DATA FOR ANALYSIS section start

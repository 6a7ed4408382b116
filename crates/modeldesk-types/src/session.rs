//! Session payloads of the `/users/*` and `/commons/captcha` endpoints

use serde::{Deserialize, Serialize};

/// Current user as reported by `/users/me` and `/users/login`
#[derive(Debug, Clone, Default, PartialEq, Eq, Serialize, Deserialize)]
pub struct User {
	/// Account name; empty for anonymous sessions
	#[serde(default)]
	pub account: String,
	#[serde(default)]
	pub expired_at: String,
	#[serde(default)]
	pub issued_at: String,
	#[serde(default)]
	pub time: String,
	/// Whether the session may be refreshed
	#[serde(default)]
	pub can_renew: bool,
	#[serde(default, skip_serializing_if = "Option::is_none")]
	pub email: Option<String>,
	#[serde(default, skip_serializing_if = "Option::is_none")]
	pub avatar: Option<String>,
	#[serde(default, skip_serializing_if = "Option::is_none")]
	pub roles: Option<Vec<String>>,
	#[serde(default, skip_serializing_if = "Option::is_none")]
	pub groups: Option<Vec<String>>,
}

impl User {
	/// Create an authenticated user with the given roles and groups
	pub fn with_account<R, G>(account: impl Into<String>, roles: R, groups: G) -> Self
	where
		R: IntoIterator,
		R::Item: Into<String>,
		G: IntoIterator,
		G::Item: Into<String>,
	{
		Self {
			account: account.into(),
			roles: Some(roles.into_iter().map(Into::into).collect()),
			groups: Some(groups.into_iter().map(Into::into).collect()),
			..Default::default()
		}
	}

	/// Whether this is a logged-in user
	pub fn is_authenticated(&self) -> bool {
		!self.account.is_empty()
	}

	pub fn roles(&self) -> &[String] {
		self.roles.as_deref().unwrap_or_default()
	}

	pub fn groups(&self) -> &[String] {
		self.groups.as_deref().unwrap_or_default()
	}
}

/// Captcha challenge
#[derive(Debug, Clone, Default, PartialEq, Eq, Serialize, Deserialize)]
pub struct Captcha {
	pub id: String,
	/// Base64 encoded PNG
	pub data: String,
}

impl Captcha {
	/// Whether a challenge is loaded
	pub fn is_loaded(&self) -> bool {
		!self.id.is_empty()
	}

	/// Answer string sent in the `X-Captcha` header: `"<id>:<code>"`,
	/// or empty when no challenge is loaded.
	pub fn answer(&self, code: &str) -> String {
		if self.is_loaded() {
			format!("{}:{}", self.id, code)
		} else {
			String::new()
		}
	}

	/// `data:` URI suitable for an image source
	pub fn data_uri(&self) -> String {
		format!("data:image/png;base64,{}", self.data)
	}
}

/// One-time login challenge from `/users/login/token`
#[derive(Debug, Clone, PartialEq, Eq, Serialize, Deserialize)]
pub struct LoginToken {
	pub ts: i64,
	pub hash: String,
	pub token: String,
}

/// Body of `/users/login`
#[derive(Debug, Clone, PartialEq, Eq, Serialize, Deserialize)]
pub struct LoginRequest {
	pub ts: i64,
	pub hash: String,
	pub token: String,
	pub account: String,
	/// Salted password digest, never the raw password
	pub password: String,
}

/// Body of `/users/register`
#[derive(Debug, Clone, PartialEq, Eq, Serialize, Deserialize)]
pub struct RegisterRequest {
	pub account: String,
	/// Password digest
	pub password: String,
}

/// Body of `/users/profile`; only present fields are changed
#[derive(Debug, Clone, Default, PartialEq, Eq, Serialize, Deserialize)]
pub struct ProfileUpdate {
	#[serde(default, skip_serializing_if = "Option::is_none")]
	pub email: Option<String>,
	#[serde(default, skip_serializing_if = "Option::is_none")]
	pub avatar: Option<String>,
	#[serde(default, skip_serializing_if = "Option::is_none")]
	pub roles: Option<Vec<String>>,
	#[serde(default, skip_serializing_if = "Option::is_none")]
	pub groups: Option<Vec<String>>,
}

impl ProfileUpdate {
	pub fn is_empty(&self) -> bool {
		self.email.is_none() && self.avatar.is_none() && self.roles.is_none() && self.groups.is_none()
	}
}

DATA FOR ANALYSIS section end

### WHAT TO PRODUCE:
Bring together all lines in the records where the word "users" is found.

### ANSWER FOR THE TASK:
//! Session payloads of the `/users/*` and `/commons/captcha` endpoints
/// Current user as reported by `/users/me` and `/users/login`
/// One-time login challenge from `/users/login/token`
/// Body of `/users/login`
/// Body of `/users/register`
/// Body of `/users/profile`; only present fields are changed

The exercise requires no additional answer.